> [Work item]: Copy verbatim the block of lines in the entries below whose first line contains "against this value." and whose last line contains "the optional limit.". Leave out all other lines.

● ● ● ● ● ● ●

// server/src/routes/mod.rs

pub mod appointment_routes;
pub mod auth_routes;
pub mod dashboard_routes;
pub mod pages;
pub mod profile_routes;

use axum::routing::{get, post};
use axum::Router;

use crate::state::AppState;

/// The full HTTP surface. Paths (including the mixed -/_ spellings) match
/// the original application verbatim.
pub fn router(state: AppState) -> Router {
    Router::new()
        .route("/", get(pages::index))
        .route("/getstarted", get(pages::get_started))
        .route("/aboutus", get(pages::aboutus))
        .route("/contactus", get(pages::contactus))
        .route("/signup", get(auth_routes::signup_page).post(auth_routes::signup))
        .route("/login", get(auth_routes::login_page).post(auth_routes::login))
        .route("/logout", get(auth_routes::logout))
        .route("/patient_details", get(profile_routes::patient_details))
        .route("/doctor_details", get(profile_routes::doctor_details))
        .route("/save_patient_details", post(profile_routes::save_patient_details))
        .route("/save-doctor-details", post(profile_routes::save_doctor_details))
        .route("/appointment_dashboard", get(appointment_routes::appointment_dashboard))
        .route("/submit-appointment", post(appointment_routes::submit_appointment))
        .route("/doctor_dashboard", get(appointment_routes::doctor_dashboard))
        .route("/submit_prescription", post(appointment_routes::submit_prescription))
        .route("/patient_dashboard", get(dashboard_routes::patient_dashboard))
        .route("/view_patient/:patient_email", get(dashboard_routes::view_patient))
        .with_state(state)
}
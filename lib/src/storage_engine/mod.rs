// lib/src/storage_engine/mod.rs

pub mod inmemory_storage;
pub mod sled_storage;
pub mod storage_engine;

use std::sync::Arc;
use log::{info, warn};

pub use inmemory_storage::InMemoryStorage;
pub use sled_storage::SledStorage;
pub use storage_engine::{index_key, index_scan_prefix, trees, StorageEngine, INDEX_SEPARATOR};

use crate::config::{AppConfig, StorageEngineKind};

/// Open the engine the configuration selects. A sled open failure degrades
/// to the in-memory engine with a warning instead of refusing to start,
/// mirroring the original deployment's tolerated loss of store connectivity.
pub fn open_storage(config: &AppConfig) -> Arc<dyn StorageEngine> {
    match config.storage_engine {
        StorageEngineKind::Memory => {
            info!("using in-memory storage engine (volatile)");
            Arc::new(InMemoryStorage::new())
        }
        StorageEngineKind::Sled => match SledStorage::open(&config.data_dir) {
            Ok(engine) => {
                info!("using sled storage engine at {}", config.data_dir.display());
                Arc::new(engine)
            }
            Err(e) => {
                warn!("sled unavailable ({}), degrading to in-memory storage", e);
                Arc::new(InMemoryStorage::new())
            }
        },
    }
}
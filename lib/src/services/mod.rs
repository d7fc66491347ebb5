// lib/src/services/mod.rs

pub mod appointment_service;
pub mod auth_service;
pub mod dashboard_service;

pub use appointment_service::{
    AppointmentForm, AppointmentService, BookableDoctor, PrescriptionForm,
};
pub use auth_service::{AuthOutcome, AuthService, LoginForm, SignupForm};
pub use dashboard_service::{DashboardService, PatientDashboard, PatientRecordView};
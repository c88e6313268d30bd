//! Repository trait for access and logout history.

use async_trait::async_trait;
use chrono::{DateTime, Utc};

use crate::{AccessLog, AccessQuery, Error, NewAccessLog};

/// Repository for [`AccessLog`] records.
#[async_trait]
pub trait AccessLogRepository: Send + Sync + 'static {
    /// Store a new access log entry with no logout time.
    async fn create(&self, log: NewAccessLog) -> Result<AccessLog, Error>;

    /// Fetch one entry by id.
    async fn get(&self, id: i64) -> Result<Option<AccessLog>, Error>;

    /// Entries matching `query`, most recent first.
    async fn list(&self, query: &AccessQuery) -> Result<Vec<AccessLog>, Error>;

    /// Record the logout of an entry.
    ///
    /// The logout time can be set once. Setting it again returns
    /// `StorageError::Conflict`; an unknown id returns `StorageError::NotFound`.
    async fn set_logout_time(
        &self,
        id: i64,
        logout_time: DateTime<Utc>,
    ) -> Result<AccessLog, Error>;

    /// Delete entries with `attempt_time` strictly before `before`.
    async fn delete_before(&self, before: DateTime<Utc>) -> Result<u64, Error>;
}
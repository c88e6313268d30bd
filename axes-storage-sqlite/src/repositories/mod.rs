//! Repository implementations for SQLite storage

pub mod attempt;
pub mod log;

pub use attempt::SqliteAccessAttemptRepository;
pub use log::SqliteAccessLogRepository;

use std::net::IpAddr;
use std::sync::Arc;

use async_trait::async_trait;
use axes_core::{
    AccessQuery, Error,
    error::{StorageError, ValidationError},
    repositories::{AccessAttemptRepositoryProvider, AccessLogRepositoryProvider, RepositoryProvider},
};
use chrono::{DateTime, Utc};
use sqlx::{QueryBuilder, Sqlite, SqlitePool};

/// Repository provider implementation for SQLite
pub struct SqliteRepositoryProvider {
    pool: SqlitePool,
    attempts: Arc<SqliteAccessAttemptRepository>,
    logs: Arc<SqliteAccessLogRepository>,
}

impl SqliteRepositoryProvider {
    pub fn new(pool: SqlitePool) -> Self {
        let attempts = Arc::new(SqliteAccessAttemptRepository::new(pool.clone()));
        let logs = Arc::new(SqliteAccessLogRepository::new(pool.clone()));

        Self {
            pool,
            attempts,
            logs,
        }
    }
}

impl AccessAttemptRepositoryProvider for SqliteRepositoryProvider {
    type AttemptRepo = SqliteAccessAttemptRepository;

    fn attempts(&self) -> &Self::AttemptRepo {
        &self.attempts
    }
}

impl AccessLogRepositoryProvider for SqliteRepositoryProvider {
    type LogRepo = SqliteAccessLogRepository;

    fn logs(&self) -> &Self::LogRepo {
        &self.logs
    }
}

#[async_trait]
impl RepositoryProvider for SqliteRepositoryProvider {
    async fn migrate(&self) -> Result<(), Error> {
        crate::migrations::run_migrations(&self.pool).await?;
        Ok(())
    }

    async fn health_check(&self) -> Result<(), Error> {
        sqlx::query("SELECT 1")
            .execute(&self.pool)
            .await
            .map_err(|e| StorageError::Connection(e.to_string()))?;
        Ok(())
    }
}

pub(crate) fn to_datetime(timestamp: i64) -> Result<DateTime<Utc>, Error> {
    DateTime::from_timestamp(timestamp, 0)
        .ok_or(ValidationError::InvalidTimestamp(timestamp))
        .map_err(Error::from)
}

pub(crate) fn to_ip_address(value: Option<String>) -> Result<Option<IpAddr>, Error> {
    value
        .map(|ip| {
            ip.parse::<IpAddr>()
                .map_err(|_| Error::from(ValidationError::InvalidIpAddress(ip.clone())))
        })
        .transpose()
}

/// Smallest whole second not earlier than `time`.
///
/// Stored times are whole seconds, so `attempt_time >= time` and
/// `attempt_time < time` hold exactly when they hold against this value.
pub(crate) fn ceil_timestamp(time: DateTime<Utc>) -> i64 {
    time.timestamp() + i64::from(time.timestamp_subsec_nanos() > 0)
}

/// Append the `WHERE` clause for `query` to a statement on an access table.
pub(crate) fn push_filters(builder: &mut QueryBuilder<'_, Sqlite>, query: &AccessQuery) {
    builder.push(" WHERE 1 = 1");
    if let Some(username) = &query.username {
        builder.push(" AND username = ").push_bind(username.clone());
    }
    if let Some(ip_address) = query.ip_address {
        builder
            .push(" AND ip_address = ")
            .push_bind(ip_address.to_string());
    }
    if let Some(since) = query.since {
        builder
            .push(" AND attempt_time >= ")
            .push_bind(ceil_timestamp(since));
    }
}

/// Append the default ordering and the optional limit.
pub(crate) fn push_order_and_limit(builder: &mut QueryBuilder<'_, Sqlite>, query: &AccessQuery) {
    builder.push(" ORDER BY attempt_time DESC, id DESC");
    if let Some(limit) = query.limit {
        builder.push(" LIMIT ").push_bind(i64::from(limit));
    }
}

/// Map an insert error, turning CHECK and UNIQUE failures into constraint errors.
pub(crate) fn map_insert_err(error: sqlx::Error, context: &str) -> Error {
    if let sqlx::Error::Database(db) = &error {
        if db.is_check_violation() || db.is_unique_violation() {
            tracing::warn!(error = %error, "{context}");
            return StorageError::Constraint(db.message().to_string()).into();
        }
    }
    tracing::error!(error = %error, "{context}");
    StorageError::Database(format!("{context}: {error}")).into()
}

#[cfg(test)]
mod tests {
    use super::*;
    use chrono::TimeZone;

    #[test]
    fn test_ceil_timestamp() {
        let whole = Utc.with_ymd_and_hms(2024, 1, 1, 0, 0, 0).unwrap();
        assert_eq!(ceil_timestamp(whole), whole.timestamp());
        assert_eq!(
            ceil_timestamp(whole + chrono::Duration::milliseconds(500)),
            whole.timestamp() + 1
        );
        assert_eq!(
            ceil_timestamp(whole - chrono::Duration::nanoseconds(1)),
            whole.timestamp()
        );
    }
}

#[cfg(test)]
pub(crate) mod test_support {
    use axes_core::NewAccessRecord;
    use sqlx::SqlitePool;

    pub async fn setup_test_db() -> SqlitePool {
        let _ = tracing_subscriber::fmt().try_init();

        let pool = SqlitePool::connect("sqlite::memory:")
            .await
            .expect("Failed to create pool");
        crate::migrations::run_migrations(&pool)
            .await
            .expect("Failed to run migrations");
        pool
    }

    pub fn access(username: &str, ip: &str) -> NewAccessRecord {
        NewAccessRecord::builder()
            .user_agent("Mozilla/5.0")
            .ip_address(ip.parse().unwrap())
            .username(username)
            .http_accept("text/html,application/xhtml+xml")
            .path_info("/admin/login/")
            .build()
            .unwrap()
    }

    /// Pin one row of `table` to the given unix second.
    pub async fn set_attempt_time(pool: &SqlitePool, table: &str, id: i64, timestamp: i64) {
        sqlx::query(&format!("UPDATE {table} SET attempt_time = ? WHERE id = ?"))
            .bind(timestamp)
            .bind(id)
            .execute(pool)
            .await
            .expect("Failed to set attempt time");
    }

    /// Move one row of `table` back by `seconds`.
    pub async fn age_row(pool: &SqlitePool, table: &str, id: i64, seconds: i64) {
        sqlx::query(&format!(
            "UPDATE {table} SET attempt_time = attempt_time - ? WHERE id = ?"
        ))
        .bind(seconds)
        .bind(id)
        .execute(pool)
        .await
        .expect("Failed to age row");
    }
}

● ● ● ● ● ● ●

> [The answer]:
/// `attempt_time < time` hold exactly when they hold against this value.
pub(crate) fn ceil_timestamp(time: DateTime<Utc>) -> i64 {
    time.timestamp() + i64::from(time.timestamp_subsec_nanos() > 0)
}

/// Append the `WHERE` clause for `query` to a statement on an access table.
pub(crate) fn push_filters(builder: &mut QueryBuilder<'_, Sqlite>, query: &AccessQuery) {
    builder.push(" WHERE 1 = 1");
    if let Some(username) = &query.username {
        builder.push(" AND username = ").push_bind(username.clone());
    }
    if let Some(ip_address) = query.ip_address {
        builder
            .push(" AND ip_address = ")
            .push_bind(ip_address.to_string());
    }
    if let Some(since) = query.since {
        builder
            .push(" AND attempt_time >= ")
            .push_bind(ceil_timestamp(since));
    }
}

/// Append the default ordering and the optional limit.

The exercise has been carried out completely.